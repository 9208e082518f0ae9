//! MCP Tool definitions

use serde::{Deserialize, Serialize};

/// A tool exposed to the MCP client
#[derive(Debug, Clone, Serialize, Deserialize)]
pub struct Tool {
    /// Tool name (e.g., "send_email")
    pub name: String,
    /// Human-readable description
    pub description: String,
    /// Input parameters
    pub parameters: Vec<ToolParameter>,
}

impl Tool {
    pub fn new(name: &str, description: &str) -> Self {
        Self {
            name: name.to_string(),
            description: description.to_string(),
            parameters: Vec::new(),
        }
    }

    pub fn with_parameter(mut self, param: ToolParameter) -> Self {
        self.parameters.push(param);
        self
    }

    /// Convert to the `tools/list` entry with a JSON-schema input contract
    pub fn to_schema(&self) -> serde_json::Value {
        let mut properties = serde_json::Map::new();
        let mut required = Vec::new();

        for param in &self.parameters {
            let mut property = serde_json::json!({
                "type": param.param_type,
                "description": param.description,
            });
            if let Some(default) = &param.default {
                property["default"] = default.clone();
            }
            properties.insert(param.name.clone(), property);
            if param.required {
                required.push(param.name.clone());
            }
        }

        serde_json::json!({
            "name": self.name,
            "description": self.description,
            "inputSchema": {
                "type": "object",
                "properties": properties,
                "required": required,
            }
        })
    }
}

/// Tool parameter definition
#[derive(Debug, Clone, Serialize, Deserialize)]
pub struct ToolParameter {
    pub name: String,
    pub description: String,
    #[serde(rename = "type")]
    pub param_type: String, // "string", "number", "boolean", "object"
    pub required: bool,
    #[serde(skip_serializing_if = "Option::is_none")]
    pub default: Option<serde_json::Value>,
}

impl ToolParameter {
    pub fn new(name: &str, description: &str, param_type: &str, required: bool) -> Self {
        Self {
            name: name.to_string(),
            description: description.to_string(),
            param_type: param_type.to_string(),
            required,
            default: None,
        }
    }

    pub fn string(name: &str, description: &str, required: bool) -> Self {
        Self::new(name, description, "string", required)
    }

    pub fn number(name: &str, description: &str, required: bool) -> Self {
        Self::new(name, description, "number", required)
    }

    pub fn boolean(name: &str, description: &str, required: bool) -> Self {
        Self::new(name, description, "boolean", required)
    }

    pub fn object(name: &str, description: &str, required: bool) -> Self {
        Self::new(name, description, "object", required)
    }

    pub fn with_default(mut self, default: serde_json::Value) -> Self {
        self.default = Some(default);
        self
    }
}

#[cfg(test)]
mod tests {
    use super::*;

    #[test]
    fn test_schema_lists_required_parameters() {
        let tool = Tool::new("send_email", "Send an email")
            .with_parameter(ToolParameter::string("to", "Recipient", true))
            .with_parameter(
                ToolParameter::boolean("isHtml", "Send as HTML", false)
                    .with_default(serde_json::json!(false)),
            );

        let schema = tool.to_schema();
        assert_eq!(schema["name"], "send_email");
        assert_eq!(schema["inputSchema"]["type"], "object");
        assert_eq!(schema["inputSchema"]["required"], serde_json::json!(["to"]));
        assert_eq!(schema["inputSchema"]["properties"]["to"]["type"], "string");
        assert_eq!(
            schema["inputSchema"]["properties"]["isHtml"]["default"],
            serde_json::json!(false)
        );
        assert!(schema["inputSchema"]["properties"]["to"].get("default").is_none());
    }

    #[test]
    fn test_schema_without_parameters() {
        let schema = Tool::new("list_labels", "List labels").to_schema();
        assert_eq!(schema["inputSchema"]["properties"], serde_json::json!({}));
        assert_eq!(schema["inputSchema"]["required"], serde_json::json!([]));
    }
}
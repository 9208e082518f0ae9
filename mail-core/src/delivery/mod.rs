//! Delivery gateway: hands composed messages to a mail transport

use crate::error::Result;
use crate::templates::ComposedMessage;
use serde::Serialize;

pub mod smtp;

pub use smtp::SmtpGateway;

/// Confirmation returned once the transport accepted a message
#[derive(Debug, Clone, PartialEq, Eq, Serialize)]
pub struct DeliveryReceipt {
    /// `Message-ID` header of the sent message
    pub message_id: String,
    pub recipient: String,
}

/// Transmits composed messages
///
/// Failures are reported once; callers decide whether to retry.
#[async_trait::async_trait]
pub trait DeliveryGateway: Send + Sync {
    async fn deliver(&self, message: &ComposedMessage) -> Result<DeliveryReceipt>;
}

☆ ☆ ☆ ☆ ☆ ☆ ☆

**Work required**
Copy down the complete data exactly as supplied.

**Exercise output**
repository 9208e082518f0ae9
//! MCP Tool definitions

use serde::{Deserialize, Serialize};

/// A tool exposed to the MCP client
#[derive(Debug, Clone, Serialize, Deserialize)]
pub struct Tool {
    /// Tool name (e.g., "send_email")
    pub name: String,
    /// Human-readable description
    pub description: String,
    /// Input parameters
    pub parameters: Vec<ToolParameter>,
}

impl Tool {
    pub fn new(name: &str, description: &str) -> Self {
        Self {
            name: name.to_string(),
            description: description.to_string(),
            parameters: Vec::new(),
        }
    }

    pub fn with_parameter(mut self, param: ToolParameter) -> Self {
        self.parameters.push(param);
        self
    }

    /// Convert to the `tools/list` entry with a JSON-schema input contract
    pub fn to_schema(&self) -> serde_json::Value {
        let mut properties = serde_json::Map::new();
        let mut required = Vec::new();

        for param in &self.parameters {
            let mut property = serde_json::json!({
                "type": param.param_type,
                "description": param.description,
            });
            if let Some(default) = &param.default {
                property["default"] = default.clone();
            }
            properties.insert(param.name.clone(), property);
            if param.required {
                required.push(param.name.clone());
            }
        }

        serde_json::json!({
            "name": self.name,
            "description": self.description,
            "inputSchema": {
                "type": "object",
                "properties": properties,
                "required": required,
            }
        })
    }
}

/// Tool parameter definition
#[derive(Debug, Clone, Serialize, Deserialize)]
pub struct ToolParameter {
    pub name: String,
    pub description: String,
    #[serde(rename = "type")]
    pub param_type: String, // "string", "number", "boolean", "object"
    pub required: bool,
    #[serde(skip_serializing_if = "Option::is_none")]
    pub default: Option<serde_json::Value>,
}

impl ToolParameter {
    pub fn new(name: &str, description: &str, param_type: &str, required: bool) -> Self {
        Self {
            name: name.to_string(),
            description: description.to_string(),
            param_type: param_type.to_string(),
            required,
            default: None,
        }
    }

    pub fn string(name: &str, description: &str, required: bool) -> Self {
        Self::new(name, description, "string", required)
    }

    pub fn number(name: &str, description: &str, required: bool) -> Self {
        Self::new(name, description, "number", required)
    }

    pub fn boolean(name: &str, description: &str, required: bool) -> Self {
        Self::new(name, description, "boolean", required)
    }

    pub fn object(name: &str, description: &str, required: bool) -> Self {
        Self::new(name, description, "object", required)
    }

    pub fn with_default(mut self, default: serde_json::Value) -> Self {
        self.default = Some(default);
        self
    }
}

#[cfg(test)]
mod tests {
    use super::*;

    #[test]
    fn test_schema_lists_required_parameters() {
        let tool = Tool::new("send_email", "Send an email")
            .with_parameter(ToolParameter::string("to", "Recipient", true))
            .with_parameter(
                ToolParameter::boolean("isHtml", "Send as HTML", false)
                    .with_default(serde_json::json!(false)),
            );

        let schema = tool.to_schema();
        assert_eq!(schema["name"], "send_email");
        assert_eq!(schema["inputSchema"]["type"], "object");
        assert_eq!(schema["inputSchema"]["required"], serde_json::json!(["to"]));
        assert_eq!(schema["inputSchema"]["properties"]["to"]["type"], "string");
        assert_eq!(
            schema["inputSchema"]["properties"]["isHtml"]["default"],
            serde_json::json!(false)
        );
        assert!(schema["inputSchema"]["properties"]["to"].get("default").is_none());
    }

    #[test]
    fn test_schema_without_parameters() {
        let schema = Tool::new("list_labels", "List labels").to_schema();
        assert_eq!(schema["inputSchema"]["properties"], serde_json::json!({}));
        assert_eq!(schema["inputSchema"]["required"], serde_json::json!([]));
    }
}
repository 9208e082518f0ae9
filename mail-core/src/delivery/mod.rs
//! Delivery gateway: hands composed messages to a mail transport

use crate::error::Result;
use crate::templates::ComposedMessage;
use serde::Serialize;

pub mod smtp;

pub use smtp::SmtpGateway;

/// Confirmation returned once the transport accepted a message
#[derive(Debug, Clone, PartialEq, Eq, Serialize)]
pub struct DeliveryReceipt {
    /// `Message-ID` header of the sent message
    pub message_id: String,
    pub recipient: String,
}

/// Transmits composed messages
///
/// Failures are reported once; callers decide whether to retry.
#[async_trait::async_trait]
pub trait DeliveryGateway: Send + Sync {
    async fn deliver(&self, message: &ComposedMessage) -> Result<DeliveryReceipt>;
}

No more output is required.